All students make use of this in-house makerspace where they get supplies for their class projects. Students come to this space weekly for a class. They also go to visual arts and theater arts enrichment classes weekly.
Parents play a pivotal role at AFIA. Here, parents are having a meal with students before the bi-annual student showcase begins. The showcase is a chance for students to show off their work and parents show up in droves to see it and learn from their kids.
In this classroom, third grade students work collaboratively on a writing assignment in small table groups. Much of the work at AFIA is collaborative and all students experience being “experts” at different times throughout the day.
These posters were created as part of a collaboration with a Kansas City Young Audience teaching artist. Upper grade students combined writing and science in their study of biology. These poems are part of a larger student-directed investigation that culminated with a dance performance during a public showcase of students' learning.
Student self portraits dominate this open classroom space where speakers and teachers talk to classes in small groups.
These first grade students have breakfast in class as they prepare for the day. Breakfast and lunch are provided free of charge to every student at AFIA.
All classrooms at AFIA are designed to maximize space and natural light. Students at all grade levels have open work space, desk space, and flexible seating options. They have lots of opportunities to move around throughout the day.
Teachers and tutors have access to collaborative work spaces in the hallways. Here a student gets one on one support with learning.
The gym also serves as an auditorium and an overall gathering place. On this day, parents and students are having a meal together.
In the library, students have many books to choose from. They are organized by subject.
These first grade students are using flexible seating during work time in class. Students at AFIA are encouraged to reflect on their own learning needs and make choices that work best for them, their work style, and the project they need to complete.
This fifth grade students works alone on a reading assignment.
Outside of this sixth grade room, students are reminded to consider their thoughts words and actions. Messages of justice and inclusion are exhibited throughout the building and integrated into student learning.
AFIA believes that focusing on social emotional learning strengthens academic learning. AFIA pulls from Responsive Classroom, Conscious Discipline, Mind UP and Mindful Schools. The systems of support focus on helping students build skills and strategies to make strong, positive choices. They also provide opportunities for students to reflect on their actions and fit in naturally with the reflective nature of much of the work at the school.
These 6th grade students take a brain break during class. As a part of the school’s culture, students are able to integrate movement into all parts of their school day.

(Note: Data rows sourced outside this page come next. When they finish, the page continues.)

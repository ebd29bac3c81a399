//! Finalization store and drift detector
//!
//! A finalized quarter carries a durable record of who certified it, when,
//! and the digest of every input at that moment. Later edits are detected
//! by recomputing the digest, never by tracking changes in the source.

mod engine;
mod errors;
mod locks;
mod record;

pub use engine::FinalizationEngine;
pub use errors::{FinalizeError, FinalizeResult};
pub use locks::QuarterLocks;
pub use record::{current_of, QuarterFinalization, QuarterFinalizationStatus};
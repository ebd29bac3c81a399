//! Observable engine events
//!
//! Events are explicit and typed.

use std::fmt;

/// Observable events in the finalization engine
#[derive(Debug, Clone, Copy, PartialEq, Eq)]
pub enum Event {
    // Lifecycle
    /// Engine opened its stores
    EngineOpened,
    /// Configuration loaded
    ConfigLoaded,
    /// Request loop ready
    Serving,
    /// Request loop ended
    ShutdownComplete,

    // Readiness
    /// Readiness report computed
    ReadinessEvaluated,

    // Overrides
    /// Override appended to the ledger
    OverrideRecorded,
    /// Override rejected (duplicate, unknown rule, invalid input)
    OverrideRejected,

    // Finalization
    /// Finalize rejected by a business rule
    FinalizeRejected,
    /// Drift detected on a finalized quarter
    DriftDetected,
    /// Two hashes of one payload disagreed (FATAL)
    DigestMismatch,

    // Storage
    /// Unfinished trailing record skipped on read
    IncompleteRecordDiscarded,
    /// Failed append truncated back to the last complete record
    AppendRolledBack,

    // Requests
    /// Request failed
    RequestFailed,
}

impl Event {
    /// Returns the string representation of the event
    pub fn as_str(&self) -> &'static str {
        match self {
            Event::EngineOpened => "ENGINE_OPENED",
            Event::ConfigLoaded => "CONFIG_LOADED",
            Event::Serving => "QUARTERCLOSE_SERVING",
            Event::ShutdownComplete => "SHUTDOWN_COMPLETE",

            Event::ReadinessEvaluated => "READINESS_EVALUATED",

            Event::OverrideRecorded => "OVERRIDE_RECORDED",
            Event::OverrideRejected => "OVERRIDE_REJECTED",

            Event::FinalizeRejected => "FINALIZE_REJECTED",
            Event::DriftDetected => "DRIFT_DETECTED",
            Event::DigestMismatch => "DIGEST_MISMATCH",

            Event::IncompleteRecordDiscarded => "INCOMPLETE_RECORD_DISCARDED",
            Event::AppendRolledBack => "APPEND_ROLLED_BACK",

            Event::RequestFailed => "REQUEST_FAILED",
        }
    }

    /// Returns true if this event indicates a broken internal invariant
    pub fn is_fatal(&self) -> bool {
        matches!(self, Event::DigestMismatch)
    }
}

impl fmt::Display for Event {
    fn fmt(&self, f: &mut fmt::Formatter<'_>) -> fmt::Result {
        write!(f, "{}", self.as_str())
    }
}
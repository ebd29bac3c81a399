//! Data model shared by the finalization subsystems
//!
//! - Quarter definitions and their fact-selection window
//! - Fact projections of incidents, action items and checklist state

mod facts;
mod quarter;

pub use facts::{
    is_blank, ActionItem, ActionItemStatus, ChecklistSummary, Incident, IncidentStatus,
    QuarterFacts,
};
pub use quarter::{is_valid_quarter_id, QuarterConfig, QuarterId};
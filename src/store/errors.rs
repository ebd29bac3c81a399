//! # Store Errors

use thiserror::Error;

/// Result type for store operations
pub type StoreResult<T> = Result<T, StoreError>;

/// Errors raised by fact sources and record stores
#[derive(Debug, Clone, Error, PartialEq, Eq)]
pub enum StoreError {
    #[error("I/O error: {0}")]
    Io(String),

    #[error("Corrupt record: {0}")]
    Corrupt(String),

    #[error("Conflict: {0}")]
    Conflict(String),

    #[error("Store unavailable: {0}")]
    Unavailable(String),

    #[error("Invalid storage key: {0}")]
    InvalidKey(String),
}

impl StoreError {
    /// Get the stable error code
    pub fn code(&self) -> &'static str {
        match self {
            StoreError::Io(_) => "QC_STORE_IO",
            StoreError::Corrupt(_) => "QC_STORE_CORRUPT",
            StoreError::Conflict(_) => "QC_STORE_CONFLICT",
            StoreError::Unavailable(_) => "QC_STORE_UNAVAILABLE",
            StoreError::InvalidKey(_) => "QC_STORE_INVALID_KEY",
        }
    }

    pub(crate) fn lock_poisoned() -> Self {
        StoreError::Unavailable("Lock poisoned".to_string())
    }
}

impl From<std::io::Error> for StoreError {
    fn from(err: std::io::Error) -> Self {
        StoreError::Io(err.to_string())
    }
}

When they finish one subject or as they brainstorm new ideas, they are encouraged to move around the room. In this case, they pass a beach ball to one another.
This mural was completed entirely by students to demonstrate their learning about social justice and inequality.
Once each week, AFIA staff and students get together for a community meeting called “Harambee”. Students sing songs, perform dances, and show appreciation to one another and build their school community.